(Entries taken from a collection)
----

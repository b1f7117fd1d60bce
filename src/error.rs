use thiserror::Error;

use crate::rendering::texture::TextureFormat;

/// Contract violations detected by `GraphicsContext::draw` before any work is
/// scheduled.
#[derive(Error, Debug, Clone, PartialEq)]
#[non_exhaustive]
pub enum DrawError {
    #[error("index count {0} is not a multiple of 3")]
    IndexCountNotTriangles(usize),
    #[error("planar index arrays differ in length (a={a}, b={b}, c={c})")]
    IndexLengthMismatch { a: usize, b: usize, c: usize },
    #[error("index arrays hold {available} triangles but {required} were requested")]
    IndexArraysTooShort { required: usize, available: usize },
    #[error("vertex index {index} out of range for {vertex_count} vertices")]
    IndexOutOfRange { index: u32, vertex_count: usize },
    #[error("{attribute} holds {available} vertices but positions hold {required}")]
    AttributeTooShort {
        attribute: &'static str,
        required: usize,
        available: usize,
    },
    #[error("viewport {width}x{height} is degenerate")]
    DegenerateViewport { width: f32, height: f32 },
    #[error("depth range [{min}, {max}] is invalid")]
    InvalidDepthRange { min: f32, max: f32 },
    #[error("scissor rectangle is empty")]
    EmptyScissor,
    #[error("render target format {0:?} cannot be drawn to")]
    UnsupportedTarget(TextureFormat),
    #[error("{0} is not implemented")]
    Unimplemented(&'static str),
}

/// Capability errors raised by texture operations.
#[derive(Error, Debug, Clone, PartialEq, Eq)]
#[non_exhaustive]
pub enum TextureError {
    #[error("{op} is not supported by {format:?} textures")]
    UnsupportedFormat {
        op: &'static str,
        format: TextureFormat,
    },
    #[error("{0} is not implemented")]
    Unimplemented(&'static str),
}

pub type DrawResult<T> = Result<T, DrawError>;

/// Failure to start a dedicated worker pool.
#[derive(Error, Debug)]
pub enum SchedulerError {
    #[error("failed to build worker pool: {0}")]
    ThreadPool(#[from] rayon::ThreadPoolBuildError),
}
/// Output-merger blending and color write masking.
/// Kept separate from the rasterizer so blend equations
/// can evolve independently of coverage computation.
use bitflags::bitflags;

use crate::lanes::{F32x16, Mask16};

use super::texture::ColorLanes;

#[derive(Copy, Clone, Debug, PartialEq, Eq, Hash)]
pub enum BlendFactor {
    Zero,
    One,
    SrcColor,
    InvSrcColor,
    SrcAlpha,
    InvSrcAlpha,
    DstColor,
    InvDstColor,
    DstAlpha,
    InvDstAlpha,
    /// Leave the term unscaled
    None,
}

impl BlendFactor {
    #[inline]
    fn reads_destination(self) -> bool {
        matches!(
            self,
            BlendFactor::DstColor
                | BlendFactor::InvDstColor
                | BlendFactor::DstAlpha
                | BlendFactor::InvDstAlpha
        )
    }
}

#[derive(Copy, Clone, Debug, PartialEq, Eq, Hash)]
pub enum BlendOp {
    /// src + dst
    Add,
    /// src - dst
    Sub,
    /// dst - src
    RevSub,
    /// min(src, dst), factors ignored
    Min,
    /// max(src, dst), factors ignored
    Max,
}

bitflags! {
    #[derive(Copy, Clone, Debug, PartialEq, Eq, Hash)]
    pub struct ColorWriteMask: u8 {
        const R = 1 << 0;
        const G = 1 << 1;
        const B = 1 << 2;
        const A = 1 << 3;
        const ALL = Self::R.bits() | Self::G.bits() | Self::B.bits() | Self::A.bits();
    }
}

/// Blend configuration for one draw call.
#[derive(Copy, Clone, Debug, PartialEq)]
pub struct BlendState {
    /// If false, shaded color replaces the destination.
    pub enabled: bool,
    pub src_color: BlendFactor,
    pub dst_color: BlendFactor,
    pub color_op: BlendOp,
    pub src_alpha: BlendFactor,
    pub dst_alpha: BlendFactor,
    pub alpha_op: BlendOp,
    pub write_mask: ColorWriteMask,
}

impl Default for BlendState {
    fn default() -> Self {
        Self::OPAQUE
    }
}

impl BlendState {
    pub const OPAQUE: Self = Self {
        enabled: false,
        src_color: BlendFactor::One,
        dst_color: BlendFactor::Zero,
        color_op: BlendOp::Add,
        src_alpha: BlendFactor::One,
        dst_alpha: BlendFactor::Zero,
        alpha_op: BlendOp::Add,
        write_mask: ColorWriteMask::ALL,
    };

    pub const ADDITIVE: Self = Self {
        enabled: true,
        src_color: BlendFactor::One,
        dst_color: BlendFactor::One,
        color_op: BlendOp::Add,
        src_alpha: BlendFactor::One,
        dst_alpha: BlendFactor::One,
        alpha_op: BlendOp::Add,
        write_mask: ColorWriteMask::ALL,
    };

    /// Classic "over" compositing with non-premultiplied source.
    pub const ALPHA: Self = Self {
        enabled: true,
        src_color: BlendFactor::SrcAlpha,
        dst_color: BlendFactor::InvSrcAlpha,
        color_op: BlendOp::Add,
        src_alpha: BlendFactor::One,
        dst_alpha: BlendFactor::InvSrcAlpha,
        alpha_op: BlendOp::Add,
        write_mask: ColorWriteMask::ALL,
    };

    /// Whether merging `coverage` into the target needs the current
    /// destination pixels.
    #[inline]
    pub fn needs_destination(&self, coverage: Mask16) -> bool {
        if !coverage.all() || self.write_mask != ColorWriteMask::ALL {
            return true;
        }
        self.enabled
            && (self.src_color.reads_destination()
                || self.dst_color.reads_destination()
                || self.src_alpha.reads_destination()
                || self.dst_alpha.reads_destination()
                || matches!(self.color_op, BlendOp::Min | BlendOp::Max)
                || matches!(self.alpha_op, BlendOp::Min | BlendOp::Max)
                || self.dst_color != BlendFactor::Zero
                || self.dst_alpha != BlendFactor::Zero)
    }

    /// Merge `src` into `dst` for the lanes in `coverage`.
    ///
    /// `load_dst` is only called when the result depends on the destination.
    /// Returns the colors to store and the lanes that actually change.
    #[inline]
    pub fn apply(
        &self,
        src: &ColorLanes,
        coverage: Mask16,
        load_dst: impl FnOnce() -> ColorLanes,
    ) -> (ColorLanes, Mask16) {
        if coverage.none() || self.write_mask.is_empty() {
            return (*src, Mask16::NONE);
        }

        let dst = if self.needs_destination(coverage) {
            Some(load_dst())
        } else {
            None
        };

        let blended = match (&dst, self.enabled) {
            (Some(dst), true) => self.blend(src, dst),
            _ => *src,
        };

        let out = match dst {
            Some(dst) => {
                let masked = self.apply_write_mask(&blended, &dst);
                ColorLanes::select(coverage, &masked, &dst)
            }
            // Full coverage, full write mask, no destination term
            None => blended,
        };
        (out, coverage)
    }

    #[inline]
    fn blend(&self, src: &ColorLanes, dst: &ColorLanes) -> ColorLanes {
        let src_rgb = [src.r, src.g, src.b];
        let dst_rgb = [dst.r, dst.g, dst.b];
        let [r, g, b] = std::array::from_fn(|c| {
            let s = src_rgb[c] * factor(self.src_color, c, src, dst);
            let d = dst_rgb[c] * factor(self.dst_color, c, src, dst);
            combine(self.color_op, s, d, src_rgb[c], dst_rgb[c])
        });
        let sa = src.a * factor(self.src_alpha, 3, src, dst);
        let da = dst.a * factor(self.dst_alpha, 3, src, dst);
        let a = combine(self.alpha_op, sa, da, src.a, dst.a);
        ColorLanes { r, g, b, a }
    }

    #[inline]
    fn apply_write_mask(&self, blended: &ColorLanes, dst: &ColorLanes) -> ColorLanes {
        if self.write_mask == ColorWriteMask::ALL {
            return *blended;
        }
        let pick = |flag: ColorWriteMask, new: F32x16, old: F32x16| {
            if self.write_mask.contains(flag) {
                new
            } else {
                old
            }
        };
        ColorLanes {
            r: pick(ColorWriteMask::R, blended.r, dst.r),
            g: pick(ColorWriteMask::G, blended.g, dst.g),
            b: pick(ColorWriteMask::B, blended.b, dst.b),
            a: pick(ColorWriteMask::A, blended.a, dst.a),
        }
    }
}

/// Blend factor for `channel` (0..3 = r, g, b, a).
#[inline(always)]
fn factor(factor: BlendFactor, channel: usize, src: &ColorLanes, dst: &ColorLanes) -> F32x16 {
    let pick = |colors: &ColorLanes| colors.channels()[channel];
    match factor {
        BlendFactor::Zero => F32x16::ZERO,
        BlendFactor::One | BlendFactor::None => F32x16::ONE,
        BlendFactor::SrcColor => pick(src),
        BlendFactor::InvSrcColor => F32x16::ONE - pick(src),
        BlendFactor::SrcAlpha => src.a,
        BlendFactor::InvSrcAlpha => F32x16::ONE - src.a,
        BlendFactor::DstColor => pick(dst),
        BlendFactor::InvDstColor => F32x16::ONE - pick(dst),
        BlendFactor::DstAlpha => dst.a,
        BlendFactor::InvDstAlpha => F32x16::ONE - dst.a,
    }
}

#[inline(always)]
fn combine(op: BlendOp, s: F32x16, d: F32x16, raw_src: F32x16, raw_dst: F32x16) -> F32x16 {
    match op {
        BlendOp::Add => s + d,
        BlendOp::Sub => s - d,
        BlendOp::RevSub => d - s,
        BlendOp::Min => raw_src.min(raw_dst),
        BlendOp::Max => raw_src.max(raw_dst),
    }
}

----

== ASSIGNMENT ==
Retype the first line of the entries and every line after it, please, through the line that contains "pub enum DrawError". Add nothing.

== SOLUTION TO THE EXERCISE ==
repository b1f7117fd1d60bce
filename src/error.rs
use thiserror::Error;

use crate::rendering::texture::TextureFormat;

/// Contract violations detected by `GraphicsContext::draw` before any work is
/// scheduled.
#[derive(Error, Debug, Clone, PartialEq)]
#[non_exhaustive]
pub enum DrawError {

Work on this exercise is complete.